● Material provided
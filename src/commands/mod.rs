mod clap_command;
mod evaluate;
mod fill;
mod height_model;
mod resolve_tiles;
mod run;
mod zonal;

use clap::{Arg, ArgMatches};

use crate::config::PipelineConfig;

pub use clap_command::{existing_dir, existing_file, output_file, ClapCommand};
pub use evaluate::Evaluate;
pub use fill::Fill;
pub use height_model::HeightModel;
pub use resolve_tiles::ResolveTiles;
pub use run::Run;
pub use zonal::Zonal;

pub trait Command {
    fn description(&self) -> &'static str;
    fn args(&self) -> Vec<Arg<'static>>;
    fn run(&self, args: &ArgMatches, config: &PipelineConfig) -> anyhow::Result<()>;
}

/// Parses an optional numeric argument.
fn number_arg<T: std::str::FromStr>(args: &ArgMatches, name: &str) -> anyhow::Result<Option<T>>
where
    T::Err: std::error::Error + Send + Sync + 'static,
{
    Ok(args.value_of(name).map(str::parse).transpose()?)
}
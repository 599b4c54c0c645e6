use std::fmt::Write;

use nom::{
    branch::alt,
    bytes::complete::tag_no_case,
    character::complete::{line_ending, space0, space1, u32 as u32_parser},
    combinator::{eof, map},
    error::ParseError,
    multi::separated_list0,
    number::complete::double,
    sequence::{delimited, preceded, terminated, tuple},
    IResult, Parser,
};

use super::{GeoTransform, RasterGrid};


#[derive(thiserror::Error, Debug)]
pub enum AsciiGridError {
    #[error("Missing NCOLS-Header")]
    MissingNColsHeader,

    #[error("Missing NROWS-Header")]
    MissingNRowsHeader,

    #[error("Missing CELLSIZE-Header (or DX- & DY-Header)")]
    MissingCellSizeHeader,

    #[error("Expected either XLLCENTER- & YLLCENTER-Header or XLLCORNER- & YLLCORNER-Header")]
    MissingOrigin,

    #[error("Row {} is too short", .0)]
    RowTooShort(usize),

    #[error("One or more rows are missing")]
    MissingRow,

    #[error("Cell size must be > 0")]
    CellSizeInvalid,

    #[error("Grid can't be stored as ASCII grid: {}", .0)]
    Unwritable(String),

    #[error("NOM returned an incomplete-error")]
    NomIncomplete,

    #[error("NOM returned an error: {}", .0.description())]
    Nom(nom::error::ErrorKind),
}

impl<I> ParseError<I> for AsciiGridError {
    fn from_error_kind(_: I, kind: nom::error::ErrorKind) -> Self {
        AsciiGridError::Nom(kind)
    }

    fn append(_: I, _: nom::error::ErrorKind, other: Self) -> Self {
        other
    }
}

impl From<AsciiGridError> for nom::Err<AsciiGridError> {
    fn from(e: AsciiGridError) -> Self {
        nom::Err::Failure(e)
    }
}

impl From<nom::Err<AsciiGridError>> for AsciiGridError {
    fn from(e: nom::Err<AsciiGridError>) -> Self {
        match e {
            nom::Err::Incomplete(_) => Self::NomIncomplete,
            nom::Err::Error(grid_err) => grid_err,
            nom::Err::Failure(grid_err) => grid_err,
        }
    }
}

#[derive(Debug)]
enum Header {
    NCols(usize),
    NRows(usize),
    XLLCenter(f64),
    XLLCorner(f64),
    YLLCenter(f64),
    YLLCorner(f64),
    CellSize(f64),
    Dx(f64),
    Dy(f64),
    NoDataValue(f64),
}

struct HeaderValues {
    columns: usize,
    rows: usize,
    left: f64,
    bottom: f64,
    dx: f64,
    dy: f64,
    no_data_value: f64,
}

const DEFAULT_NODATA: f64 = -9999.0;

/// Reader and writer for ESRI ASCII grids.
#[derive(Debug)]
pub struct AsciiGridParser {}

impl AsciiGridParser {
    fn header_line<'a, O, P>(
        name: &'static str,
        value: P,
    ) -> impl FnMut(&'a str) -> IResult<&'a str, O, AsciiGridError>
    where
        P: Parser<&'a str, O, AsciiGridError>,
    {
        delimited(
            tuple((space0, tag_no_case(name), space1)),
            value,
            tuple((space0, line_ending)),
        )
    }

    fn header_line_any(input: &str) -> IResult<&str, Header, AsciiGridError> {
        alt((
            map(Self::header_line("NCOLS", u32_parser), |v| Header::NCols(v as usize)),
            map(Self::header_line("NROWS", u32_parser), |v| Header::NRows(v as usize)),
            map(Self::header_line("XLLCENTER", double), Header::XLLCenter),
            map(Self::header_line("XLLCORNER", double), Header::XLLCorner),
            map(Self::header_line("YLLCENTER", double), Header::YLLCenter),
            map(Self::header_line("YLLCORNER", double), Header::YLLCorner),
            map(Self::header_line("CELLSIZE", double), Header::CellSize),
            map(Self::header_line("DX", double), Header::Dx),
            map(Self::header_line("DY", double), Header::Dy),
            map(Self::header_line("NODATA_VALUE", double), Header::NoDataValue),
        ))(input)
    }

    fn data_line(input: &str) -> IResult<&str, Vec<f64>, AsciiGridError> {
        terminated(
            preceded(space0, separated_list0(space1, double)),
            preceded(space0, alt((line_ending, eof))),
        )(input)
    }

    fn header(mut input: &str) -> IResult<&str, HeaderValues, AsciiGridError> {
        let mut columns: Option<usize> = None;
        let mut rows: Option<usize> = None;
        let mut x_center: Option<f64> = None;
        let mut y_center: Option<f64> = None;
        let mut x_corner: Option<f64> = None;
        let mut y_corner: Option<f64> = None;
        let mut cell_size: Option<f64> = None;
        let mut dx: Option<f64> = None;
        let mut dy: Option<f64> = None;
        let mut no_data_value: Option<f64> = None;

        loop {
            match Self::header_line_any(input) {
                Err(nom::Err::Error(_)) => break, // not a header line, the data starts here
                Err(err) => return Err(err),
                Ok((remaining_input, header)) => {
                    input = remaining_input;

                    match header {
                        Header::NCols(val) => columns = Some(val),
                        Header::NRows(val) => rows = Some(val),
                        Header::XLLCenter(val) => x_center = Some(val),
                        Header::XLLCorner(val) => x_corner = Some(val),
                        Header::YLLCenter(val) => y_center = Some(val),
                        Header::YLLCorner(val) => y_corner = Some(val),
                        Header::CellSize(val) => cell_size = Some(val),
                        Header::Dx(val) => dx = Some(val),
                        Header::Dy(val) => dy = Some(val),
                        Header::NoDataValue(val) => no_data_value = Some(val),
                    }
                }
            }
        }

        let columns = columns.ok_or(AsciiGridError::MissingNColsHeader)?;
        let rows = rows.ok_or(AsciiGridError::MissingNRowsHeader)?;

        let (dx, dy) = match (cell_size, dx, dy) {
            (Some(size), _, _) => (size, size),
            (None, Some(dx), Some(dy)) => (dx, dy),
            _ => return Err(AsciiGridError::MissingCellSizeHeader.into()),
        };

        if dx <= 0.0 || dy <= 0.0 {
            return Err(AsciiGridError::CellSizeInvalid.into());
        }

        // the *center headers name the centre of the lower left cell
        let (left, bottom) = match (x_center, y_center, x_corner, y_corner) {
            (Some(x), Some(y), _, _) => (x - dx / 2.0, y - dy / 2.0),
            (_, _, Some(x), Some(y)) => (x, y),
            _ => return Err(AsciiGridError::MissingOrigin.into()),
        };

        Ok((
            input,
            HeaderValues {
                columns,
                rows,
                left,
                bottom,
                dx,
                dy,
                no_data_value: no_data_value.unwrap_or(DEFAULT_NODATA),
            },
        ))
    }

    pub fn parse(i: &str, epsg: u32) -> Result<RasterGrid, AsciiGridError> {
        let (mut input, header) = Self::header(i)?;

        let mut cells: Vec<Option<f64>> = Vec::with_capacity(header.columns * header.rows);

        for row_index in 0..header.rows {
            if input.trim().is_empty() {
                return Err(AsciiGridError::MissingRow);
            }

            let (remaining_input, mut values) = Self::data_line(input)?;
            input = remaining_input;

            if values.len() < header.columns {
                return Err(AsciiGridError::RowTooShort(row_index));
            }
            values.truncate(header.columns);

            cells.extend(values.into_iter().map(|v| {
                if v.is_nan() || v == header.no_data_value {
                    None
                } else {
                    Some(v)
                }
            }));
        }

        let transform = GeoTransform {
            origin_x: header.left,
            pixel_width: header.dx,
            row_rotation: 0.0,
            origin_y: header.bottom + header.rows as f64 * header.dy,
            column_rotation: 0.0,
            pixel_height: -header.dy,
        };

        Ok(RasterGrid::new(header.rows, header.columns, transform, epsg, cells))
    }

    /// Serializes `grid`, writing missing cells as `no_data_value`.
    pub fn write(grid: &RasterGrid, no_data_value: f64) -> Result<String, AsciiGridError> {
        let transform = &grid.transform;
        if transform.is_rotated() {
            return Err(AsciiGridError::Unwritable("grid is rotated".to_string()));
        }
        if transform.pixel_width <= 0.0 || transform.pixel_height >= 0.0 {
            return Err(AsciiGridError::Unwritable("grid is not north-up".to_string()));
        }

        let (rows, columns) = grid.dimensions();
        let dx = transform.pixel_width;
        let dy = -transform.pixel_height;
        let bottom = transform.origin_y - rows as f64 * dy;

        let mut out = String::new();
        let fmt_err = |e: std::fmt::Error| AsciiGridError::Unwritable(e.to_string());

        writeln!(out, "ncols {}", columns).map_err(fmt_err)?;
        writeln!(out, "nrows {}", rows).map_err(fmt_err)?;
        writeln!(out, "xllcorner {}", transform.origin_x).map_err(fmt_err)?;
        writeln!(out, "yllcorner {}", bottom).map_err(fmt_err)?;
        if dx == dy {
            writeln!(out, "cellsize {}", dx).map_err(fmt_err)?;
        } else {
            writeln!(out, "dx {}", dx).map_err(fmt_err)?;
            writeln!(out, "dy {}", dy).map_err(fmt_err)?;
        }
        writeln!(out, "NODATA_value {}", no_data_value).map_err(fmt_err)?;

        for row in grid.to_rows() {
            let line: Vec<String> = row
                .iter()
                .map(|cell| cell.unwrap_or(no_data_value).to_string())
                .collect();
            writeln!(out, "{}", line.join(" ")).map_err(fmt_err)?;
        }

        Ok(out)
    }
}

● Assigned task
Print, exactly as written, the first line of the records above and each line after it until the line with "use crate::config::PipelineConfig;", which is printed too.

● Response box
filename src/commands/mod.rs
mod clap_command;
mod evaluate;
mod fill;
mod height_model;
mod resolve_tiles;
mod run;
mod zonal;

use clap::{Arg, ArgMatches};

use crate::config::PipelineConfig;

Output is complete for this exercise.